Why, then, is the poetry now written in America, when it addresses war and politics, so vituperative and single-sided? One reason, I think, is that most of the anti-war poets have not been there. They write not from a personal experience of combat but from university campuses, where patriotism is not fashionable and opposition to war is a matter of principle and political persuasion. Actual combat experience is by turns boring, exhausting, terrifying. Poetry written from the battlefield is likely to take no position at all on the wisdom or necessity of the war in which it occurs.

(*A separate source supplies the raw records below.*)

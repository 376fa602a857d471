//! **Voice Activity Detection** — one smoothed speech probability per frame.
//!
//! Two interchangeable backends behind the same interface: a pure-DSP energy
//! detector with exponential smoothing, and the WebRTC VAD model. Both are
//! fail-silent: an internal failure reports probability 0 so a broken frame
//! can never trigger a spurious turn.

use crate::error::{VoiceError, VoiceResult};
use std::sync::mpsc;
use std::thread;
use tracing::{debug, warn};
use webrtc_vad::{SampleRate, Vad, VadMode};

/// Maps one decoded PCM frame to a speech probability in [0, 1].
///
/// Must be called in frame arrival order; the only mutable state is the
/// smoothing carried between calls. Implementations never block on IO.
pub trait VadEngine: Send {
    fn process(&mut self, frame: &[i16]) -> f32;
}

/// Which VAD backend a session uses.
#[derive(Debug, Clone, Copy, PartialEq, Eq)]
pub enum VadBackend {
    /// RMS energy against a threshold, exponentially smoothed.
    Energy,
    /// WebRTC VAD model; binary output mapped to {0.0, 1.0}, no smoothing.
    Model,
}

/// Configuration for VAD detection
#[derive(Debug, Clone)]
pub struct VadConfig {
    pub backend: VadBackend,
    /// RMS at which the energy detector saturates to raw probability 1.0.
    pub energy_threshold: f32,
    /// Exponential smoothing factor: `p = alpha * prev + (1 - alpha) * raw`.
    pub smoothing: f32,
    /// WebRTC VAD aggressiveness (0-3, where 3 is most aggressive).
    pub model_mode: u8,
}

impl Default for VadConfig {
    fn default() -> Self {
        Self {
            backend: VadBackend::Energy,
            energy_threshold: 500.0,
            smoothing: 0.7,
            model_mode: 3,
        }
    }
}

/// Build the configured backend for a session at the given wire rate.
pub fn build_vad(config: &VadConfig, sample_rate: u32) -> VoiceResult<Box<dyn VadEngine>> {
    match config.backend {
        VadBackend::Energy => Ok(Box::new(EnergyVad::new(
            config.energy_threshold,
            config.smoothing,
        ))),
        VadBackend::Model => Ok(Box::new(ModelVad::spawn(sample_rate, config.model_mode)?)),
    }
}

/// Energy detector: `raw = min(1, rms / threshold)`, then EMA smoothing.
pub struct EnergyVad {
    threshold: f32,
    alpha: f32,
    previous: f32,
}

impl EnergyVad {
    pub fn new(threshold: f32, alpha: f32) -> Self {
        Self {
            threshold: if threshold > 0.0 { threshold } else { 500.0 },
            alpha: alpha.clamp(0.0, 1.0),
            previous: 0.0,
        }
    }
}

impl VadEngine for EnergyVad {
    fn process(&mut self, frame: &[i16]) -> f32 {
        if frame.is_empty() {
            return 0.0;
        }
        let energy: f64 = frame.iter().map(|&s| (s as f64) * (s as f64)).sum();
        let rms = (energy / frame.len() as f64).sqrt() as f32;
        let raw = (rms / self.threshold).min(1.0);
        if !raw.is_finite() {
            return 0.0;
        }
        let smoothed = self.alpha * self.previous + (1.0 - self.alpha) * raw;
        self.previous = smoothed;
        smoothed
    }
}

/// WebRTC VAD on a dedicated worker thread.
///
/// The underlying `Vad` is not `Send`, so it lives on its own thread and the
/// session round-trips each frame over sync channels (the model is calibrated;
/// no smoothing is applied). The worker exits when the handle drops.
pub struct ModelVad {
    frame_tx: mpsc::Sender<Vec<i16>>,
    prob_rx: mpsc::Receiver<f32>,
}

impl ModelVad {
    pub fn spawn(sample_rate: u32, mode: u8) -> VoiceResult<Self> {
        let rate = match sample_rate {
            8000 => SampleRate::Rate8kHz,
            16000 => SampleRate::Rate16kHz,
            32000 => SampleRate::Rate32kHz,
            48000 => SampleRate::Rate48kHz,
            other => {
                return Err(VoiceError::Config(format!(
                    "WebRTC VAD supports 8000/16000/32000/48000 Hz, got {other}"
                )))
            }
        };
        let vad_mode = match mode {
            0 => VadMode::Quality,
            1 => VadMode::LowBitrate,
            2 => VadMode::Aggressive,
            _ => VadMode::VeryAggressive,
        };

        let (frame_tx, frame_rx) = mpsc::channel::<Vec<i16>>();
        let (prob_tx, prob_rx) = mpsc::channel::<f32>();

        thread::spawn(move || {
            let mut vad = Vad::new();
            vad.set_mode(vad_mode);
            vad.set_sample_rate(rate);
            debug!("model VAD worker started");
            while let Ok(frame) = frame_rx.recv() {
                let prob = match vad.is_voice_segment(&frame) {
                    Ok(true) => 1.0,
                    Ok(false) => 0.0,
                    Err(_) => 0.0,
                };
                if prob_tx.send(prob).is_err() {
                    break;
                }
            }
            debug!("model VAD worker stopped");
        });

        Ok(Self { frame_tx, prob_rx })
    }
}

impl VadEngine for ModelVad {
    fn process(&mut self, frame: &[i16]) -> f32 {
        if self.frame_tx.send(frame.to_vec()).is_err() {
            warn!("model VAD worker gone, reporting silence");
            return 0.0;
        }
        self.prob_rx.recv().unwrap_or(0.0)
    }
}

Its subject is the intensity and complexity of combat itself: the self-knowledge that comes uniquely from looking death in the face. (Think of The Red Badge of Courage, where the protagonist wonders whether he will fight or run — and in the event does both.)
That leaves unanswered the question of why there is no second strain — the poetry of patriotism and love of country — apparent in contemporary American poetry. It is a question I can pose but not answer. It is a question that invites reflection by other poets.